# Exercise instructions
Retype exactly the lines below, beginning with the first and ending with the line where "pub struct FilterConfig" appears.
*** Data listing ***
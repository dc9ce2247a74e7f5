use crate::{FilterError, Result};
use serde::{Deserialize, Serialize};
use std::fs::File;
use std::io::Read;
use std::path::Path;

/// Tuning parameters for every strategy. Missing JSON fields fall back to
/// the defaults below.
#[derive(Debug, Clone, Default, PartialEq, Serialize, Deserialize)]
#[serde(default)]
pub struct FilterConfig {
    pub query: QueryParams,
    pub rocchio: RocchioParams,
    pub bayes: BayesParams,
}

#[derive(Debug, Clone, PartialEq, Serialize, Deserialize)]
#[serde(default)]
pub struct QueryParams {
    /// Retrieve when the fraction of matched query terms exceeds this
    pub threshold: f64,
}

impl Default for QueryParams {
    fn default() -> Self {
        Self { threshold: 0.5 }
    }
}

#[derive(Debug, Clone, PartialEq, Serialize, Deserialize)]
#[serde(default)]
pub struct RocchioParams {
    pub alpha: f64,
    pub beta: f64,
    pub gamma: f64,
    pub threshold: f64,
}

impl Default for RocchioParams {
    fn default() -> Self {
        Self { alpha: 1.0, beta: 0.75, gamma: 0.15, threshold: 0.5 }
    }
}

#[derive(Debug, Clone, PartialEq, Serialize, Deserialize)]
#[serde(default)]
pub struct BayesParams {
    /// Weight of the topic title used as a pseudo relevant document
    pub query_weight: f64,
    pub min_instance_weight: f64,
    pub max_instance_weight: f64,
    /// Additive smoothing pseudo-count
    pub laplace: f64,
}

impl Default for BayesParams {
    fn default() -> Self {
        Self { query_weight: 4.0, min_instance_weight: 0.25, max_instance_weight: 4.0, laplace: 1.0 }
    }
}

impl BayesParams {
    /// Weights must be positive and the clipping bounds ordered.
    pub fn validate(&self) -> Result<()> {
        let positive = [
            ("bayes.query_weight", self.query_weight),
            ("bayes.min_instance_weight", self.min_instance_weight),
            ("bayes.max_instance_weight", self.max_instance_weight),
            ("bayes.laplace", self.laplace),
        ];
        for (name, value) in positive {
            if !value.is_finite() || value <= 0.0 {
                return Err(FilterError::Config(format!("{name} must be positive, got {value}")));
            }
        }
        if self.min_instance_weight > self.max_instance_weight {
            return Err(FilterError::Config(format!(
                "bayes.min_instance_weight {} exceeds bayes.max_instance_weight {}",
                self.min_instance_weight, self.max_instance_weight
            )));
        }
        Ok(())
    }
}

impl FilterConfig {
    pub fn from_json_str(json: &str) -> Result<Self> {
        let config: FilterConfig = serde_json::from_str(json)?;
        config.validate()?;
        Ok(config)
    }

    pub fn load<P: AsRef<Path>>(path: P) -> Result<Self> {
        let mut f = File::open(path)?;
        let mut buf = String::new();
        f.read_to_string(&mut buf)?;
        Self::from_json_str(&buf)
    }

    pub fn validate(&self) -> Result<()> {
        let finite = [
            ("query.threshold", self.query.threshold),
            ("rocchio.alpha", self.rocchio.alpha),
            ("rocchio.beta", self.rocchio.beta),
            ("rocchio.gamma", self.rocchio.gamma),
            ("rocchio.threshold", self.rocchio.threshold),
        ];
        for (name, value) in finite {
            if !value.is_finite() {
                return Err(FilterError::Config(format!("{name} must be finite, got {value}")));
            }
        }
        self.bayes.validate()
    }
}

#[cfg(test)]
mod tests {
    use super::*;

    #[test]
    fn partial_json_keeps_defaults() {
        let config = FilterConfig::from_json_str(r#"{"rocchio":{"gamma":-0.25}}"#).unwrap();
        assert_eq!(config.rocchio.gamma, -0.25);
        assert_eq!(config.rocchio.beta, 0.75);
        assert_eq!(config.bayes, BayesParams::default());
        assert_eq!(config.query.threshold, 0.5);
    }

    #[test]
    fn rejects_inverted_weight_bounds() {
        let err = FilterConfig::from_json_str(
            r#"{"bayes":{"min_instance_weight":5.0,"max_instance_weight":4.0}}"#,
        )
        .unwrap_err();
        assert!(matches!(err, FilterError::Config(_)));
    }

    #[test]
    fn rejects_non_positive_laplace() {
        assert!(FilterConfig::from_json_str(r#"{"bayes":{"laplace":0.0}}"#).is_err());
    }
}
use crate::{Decision, FilterError, Result, TopicNumber, TweetId};
use std::fs::File;
use std::io::{BufRead, BufReader, Write};
use std::path::Path;

/// Receives every decision the controller makes, in order.
pub trait DecisionSink {
    fn emit(&mut self, topic: TopicNumber, decision: &Decision) -> Result<()>;
}

/// Canonical run-file line: `MB{topic:03} {id} {score:.3} {yes|no} {tag}`.
pub fn format_record(topic: TopicNumber, decision: &Decision, run_tag: &str) -> String {
    format!(
        "MB{:03} {} {:.3} {} {}",
        topic,
        decision.tweet_id,
        decision.score,
        if decision.retrieve { "yes" } else { "no" },
        run_tag
    )
}

/// One parsed run-file line.
#[derive(Debug, Clone, PartialEq)]
pub struct RunRecord {
    pub topic: TopicNumber,
    pub tweet_id: TweetId,
    pub score: f64,
    pub retrieve: bool,
    pub run_tag: String,
}

pub fn parse_record(line: &str, number: usize) -> Result<RunRecord> {
    let fields: Vec<&str> = line.split_whitespace().collect();
    let bad = |message: String| FilterError::Parse { line: number, message };
    if fields.len() < 4 {
        return Err(bad(format!("expected at least 4 fields, got {}", fields.len())));
    }
    let topic: TopicNumber = fields[0]
        .strip_prefix("MB")
        .and_then(|n| n.parse().ok())
        .ok_or_else(|| bad(format!("invalid topic {:?}", fields[0])))?;
    let tweet_id: TweetId = fields[1].parse().map_err(|_| bad(format!("invalid tweet id {:?}", fields[1])))?;
    let score: f64 = fields[2].parse().map_err(|_| bad(format!("invalid score {:?}", fields[2])))?;
    let retrieve = match fields[3] {
        "yes" => true,
        "no" => false,
        other => return Err(bad(format!("invalid decision {other:?}"))),
    };
    Ok(RunRecord { topic, tweet_id, score, retrieve, run_tag: fields[4..].join(" ") })
}

pub fn read_run<R: BufRead>(reader: R) -> Result<Vec<RunRecord>> {
    let mut records = Vec::new();
    for (idx, line) in reader.lines().enumerate() {
        let line = line?;
        if line.trim().is_empty() {
            continue;
        }
        records.push(parse_record(&line, idx + 1)?);
    }
    Ok(records)
}

pub fn load_run<P: AsRef<Path>>(path: P) -> Result<Vec<RunRecord>> {
    read_run(BufReader::new(File::open(path)?))
}

/// Writes decisions in the canonical run format. Unless `all_decisions` is
/// set only retrieved tweets are written, as TREC run files expect.
pub struct RunWriter<W: Write> {
    out: W,
    run_tag: String,
    all_decisions: bool,
    written: usize,
}

impl<W: Write> RunWriter<W> {
    pub fn new(out: W, run_tag: impl Into<String>) -> Self {
        Self { out, run_tag: run_tag.into(), all_decisions: false, written: 0 }
    }

    pub fn with_all_decisions(mut self, all: bool) -> Self {
        self.all_decisions = all;
        self
    }

    pub fn written(&self) -> usize {
        self.written
    }

    pub fn finish(mut self) -> Result<W> {
        self.out.flush()?;
        Ok(self.out)
    }
}

impl<W: Write> DecisionSink for RunWriter<W> {
    fn emit(&mut self, topic: TopicNumber, decision: &Decision) -> Result<()> {
        if decision.retrieve || self.all_decisions {
            writeln!(self.out, "{}", format_record(topic, decision, &self.run_tag))?;
            self.written += 1;
        }
        Ok(())
    }
}

/// Keeps every emitted decision in memory.
#[derive(Debug, Default, Clone)]
pub struct DecisionLog {
    pub decisions: Vec<(TopicNumber, Decision)>,
}

impl DecisionLog {
    pub fn new() -> Self {
        Self::default()
    }

    pub fn for_topic(&self, topic: TopicNumber) -> Vec<Decision> {
        self.decisions.iter().filter(|(t, _)| *t == topic).map(|(_, d)| *d).collect()
    }
}

impl DecisionSink for DecisionLog {
    fn emit(&mut self, topic: TopicNumber, decision: &Decision) -> Result<()> {
        self.decisions.push((topic, *decision));
        Ok(())
    }
}
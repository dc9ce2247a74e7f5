use filter_core::config::{BayesParams, FilterConfig, RocchioParams};
use filter_core::filter::{instance_weight, BayesFilter, FeedbackFilter, Filter, FilterKind};
use filter_core::{Relevance, Topic, Tweet};
use proptest::prelude::*;

fn topic(title: &str) -> Topic {
    Topic {
        number: 1,
        title: title.into(),
        query_time: String::new(),
        query_tweet_time: 0,
        query_newest_tweet: u64::MAX,
    }
}

const WORDS: &[&str] = &["apple", "harvest", "market", "stock", "orchard", "rain", "good", "the", "a", "cider"];

fn text_strategy() -> impl Strategy<Value = String> {
    prop::collection::vec(prop::sample::select(WORDS), 0..8).prop_map(|w| w.join(" "))
}

fn relevance_strategy() -> impl Strategy<Value = Relevance> {
    prop::sample::select(vec![
        Relevance::Nonrelevant,
        Relevance::NotJudged,
        Relevance::Relevant,
        Relevance::HighlyRelevant,
    ])
}

proptest! {
    #![proptest_config(ProptestConfig::with_cases(64))]

    #[test]
    fn rocchio_weights_stay_non_negative_and_summed(
        gamma in -2.0f64..1.0,
        events in prop::collection::vec((text_strategy(), relevance_strategy()), 1..12),
    ) {
        let params = RocchioParams { gamma, ..RocchioParams::default() };
        let mut filter = FeedbackFilter::new(params);
        filter.configure(&topic("apple harvest")).unwrap();
        for (i, (text, relevance)) in events.iter().enumerate() {
            filter.observe_feedback(&Tweet::new(i as u64, text.clone()), *relevance).unwrap();
            let q = filter.expanded_query();
            prop_assert!(q.iter().all(|(_, w)| w >= 0.0));
            let sum: f64 = q.iter().map(|(_, w)| w).sum();
            prop_assert_eq!(q.total_weight(), sum);
        }
    }

    #[test]
    fn skew_weight_is_exact_ratio_then_clipped(rel in 1u32..500, nonrel in 1u32..500, relevant in any::<bool>()) {
        let raw = instance_weight(relevant, rel, nonrel);
        let expected = if relevant { nonrel as f64 / rel as f64 } else { rel as f64 / nonrel as f64 };
        prop_assert_eq!(raw, expected);
        let params = BayesParams::default();
        let clipped = raw.clamp(params.min_instance_weight, params.max_instance_weight);
        prop_assert!((0.25..=4.0).contains(&clipped));
    }

    #[test]
    fn boolean_or_decide_is_pure(title in text_strategy(), text in text_strategy()) {
        let mut filter = FilterKind::BooleanOr.build(&FilterConfig::default());
        filter.configure(&topic(&title)).unwrap();
        let tweet = Tweet::new(5, text);
        prop_assert_eq!(filter.decide(&tweet).unwrap(), filter.decide(&tweet).unwrap());
    }

    #[test]
    fn bayes_cold_start_always_retrieves(
        texts in prop::collection::vec(text_strategy(), 1..10),
        relevant in any::<bool>(),
    ) {
        let mut filter = BayesFilter::new(BayesParams::default());
        filter.configure(&topic("apple harvest")).unwrap();
        let label = if relevant { Relevance::Relevant } else { Relevance::Nonrelevant };
        for (i, text) in texts.iter().enumerate() {
            let tweet = Tweet::new(i as u64, text.clone());
            let d = filter.decide(&tweet).unwrap();
            prop_assert!(d.retrieve);
            prop_assert_eq!(d.score, 1.0);
            filter.observe_feedback(&tweet, label).unwrap();
        }
        prop_assert!(filter.is_cold());
    }
}

#[test]
fn one_example_of_each_polarity_ends_cold_start() {
    let mut filter = BayesFilter::new(BayesParams::default());
    filter.configure(&topic("apple harvest")).unwrap();
    filter.observe_feedback(&Tweet::new(1, "apple harvest"), Relevance::Relevant).unwrap();
    assert!(filter.is_cold());
    filter.observe_feedback(&Tweet::new(2, "stock market"), Relevance::Nonrelevant).unwrap();
    assert!(!filter.is_cold());
    assert_eq!(filter.decide(&Tweet::new(3, "stock market")).unwrap().score, 2.0);
}

#[test]
fn query_match_scores_fraction_of_stemmed_terms() {
    let mut filter = FilterKind::Query.build(&FilterConfig::default());
    filter.configure(&topic("apple harvest")).unwrap();
    let d = filter.decide(&Tweet::new(1, "I love apple harvesting today")).unwrap();
    assert_eq!(d.score, 1.0);
    assert!(d.retrieve);
}

#[test]
fn rocchio_adds_beta_for_new_relevant_term() {
    let mut filter = FeedbackFilter::new(RocchioParams::default());
    filter.configure(&topic("apple harvest")).unwrap();
    filter.observe_feedback(&Tweet::new(1, "good"), Relevance::Relevant).unwrap();
    assert_eq!(filter.expanded_query().weight("good"), 0.75);

    filter.configure(&topic("good harvest")).unwrap();
    filter.observe_feedback(&Tweet::new(1, "good"), Relevance::Relevant).unwrap();
    assert_eq!(filter.expanded_query().weight("good"), 1.75);
}

#[test]
fn configure_resets_learned_state() {
    let mut filter = FeedbackFilter::new(RocchioParams::default());
    filter.configure(&topic("apple")).unwrap();
    filter.observe_feedback(&Tweet::new(1, "cider"), Relevance::Relevant).unwrap();
    filter.configure(&topic("apple")).unwrap();
    assert_eq!(filter.feedback_counts(), (0, 0));
    assert!(!filter.expanded_query().contains("cider"));
}
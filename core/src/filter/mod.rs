//! Scoring strategies.
//!
//! Every strategy follows the same lifecycle: [`Filter::configure`] for a
//! topic, then any interleaving of [`Filter::decide`] and
//! [`Filter::observe_feedback`] driven by the controller. `decide` never
//! mutates state; `observe_feedback` is the only way a strategy learns.

mod baseline;
mod bayes;
mod boolean_or;
mod feedback;
mod query;

pub use baseline::BaselineFilter;
pub use bayes::{instance_weight, BayesFilter};
pub use boolean_or::BooleanOrFilter;
pub use feedback::FeedbackFilter;
pub use query::QueryFilter;

use crate::config::FilterConfig;
use crate::tokenizer::{is_foreign, is_retweet};
use crate::{Decision, FilterError, Relevance, Result, Topic, Tweet};
use std::fmt;
use std::str::FromStr;

pub trait Filter {
    fn name(&self) -> &'static str;

    /// Reset all state and prepare for `topic`.
    fn configure(&mut self, _topic: &Topic) -> Result<()> {
        Ok(())
    }

    /// Score `tweet` and decide whether to retrieve it.
    fn decide(&self, tweet: &Tweet) -> Result<Decision>;

    /// Reveal the judgment of a tweet. On error the strategy keeps the state
    /// it had before the call.
    fn observe_feedback(&mut self, _tweet: &Tweet, _relevance: Relevance) -> Result<()> {
        Ok(())
    }
}

/// The available strategies, by their command-line names.
#[derive(Debug, Clone, Copy, PartialEq, Eq)]
pub enum FilterKind {
    Baseline,
    BooleanOr,
    Query,
    Feedback,
    Bayes,
}

impl FilterKind {
    pub const ALL: [FilterKind; 5] = [
        FilterKind::Baseline,
        FilterKind::BooleanOr,
        FilterKind::Query,
        FilterKind::Feedback,
        FilterKind::Bayes,
    ];

    pub fn name(self) -> &'static str {
        match self {
            FilterKind::Baseline => "baseline",
            FilterKind::BooleanOr => "boolean-or",
            FilterKind::Query => "query",
            FilterKind::Feedback => "feedback",
            FilterKind::Bayes => "bayes",
        }
    }

    pub fn description(self) -> &'static str {
        match self {
            FilterKind::Baseline => "classifies all tweets as relevant",
            FilterKind::BooleanOr => "retrieves tweets with any of the terms in the query",
            FilterKind::Query => "filter using query-based scoring only (no feedback)",
            FilterKind::Feedback => "adds Rocchio relevance feedback to query scoring",
            FilterKind::Bayes => "incremental multinomial naive Bayes classifier",
        }
    }

    /// A fresh, unconfigured instance.
    pub fn build(self, config: &FilterConfig) -> Box<dyn Filter> {
        match self {
            FilterKind::Baseline => Box::new(BaselineFilter),
            FilterKind::BooleanOr => Box::new(BooleanOrFilter::new()),
            FilterKind::Query => Box::new(QueryFilter::new(config.query.clone())),
            FilterKind::Feedback => Box::new(FeedbackFilter::new(config.rocchio.clone())),
            FilterKind::Bayes => Box::new(BayesFilter::new(config.bayes.clone())),
        }
    }
}

impl fmt::Display for FilterKind {
    fn fmt(&self, f: &mut fmt::Formatter<'_>) -> fmt::Result {
        f.write_str(self.name())
    }
}

impl FromStr for FilterKind {
    type Err = FilterError;

    fn from_str(s: &str) -> Result<Self> {
        FilterKind::ALL
            .into_iter()
            .find(|k| k.name() == s)
            .ok_or_else(|| FilterError::Config(format!("unknown filter {s:?}")))
    }
}

/// Retweets and likely non-English tweets are rejected with score 0 before
/// any scoring.
pub(crate) fn prefilter(tweet: &Tweet) -> Option<Decision> {
    if is_retweet(&tweet.text) || is_foreign(&tweet.text) {
        Some(Decision::reject(tweet.id, 0.0))
    } else {
        None
    }
}

#[cfg(test)]
mod tests {
    use super::*;

    #[test]
    fn kinds_parse_from_their_names() {
        for kind in FilterKind::ALL {
            assert_eq!(kind.name().parse::<FilterKind>().unwrap(), kind);
            assert_eq!(kind.build(&FilterConfig::default()).name(), kind.name());
        }
        assert!("rocchio".parse::<FilterKind>().is_err());
    }

    #[test]
    fn prefilter_rejects_retweets_and_foreign_text() {
        assert_eq!(prefilter(&Tweet::new(1, "RT @a: apple")), Some(Decision::reject(1, 0.0)));
        assert_eq!(prefilter(&Tweet::new(2, "pomme r\u{00e9}colte")), Some(Decision::reject(2, 0.0)));
        assert_eq!(prefilter(&Tweet::new(3, "apple harvest")), None);
    }
}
*** End of Data listing ***
# Your solution
repository dc9ce2247a74e7f5
use crate::{FilterError, Result};
use serde::{Deserialize, Serialize};
use std::fs::File;
use std::io::Read;
use std::path::Path;

/// Tuning parameters for every strategy. Missing JSON fields fall back to
/// the defaults below.
#[derive(Debug, Clone, Default, PartialEq, Serialize, Deserialize)]
#[serde(default)]
pub struct FilterConfig {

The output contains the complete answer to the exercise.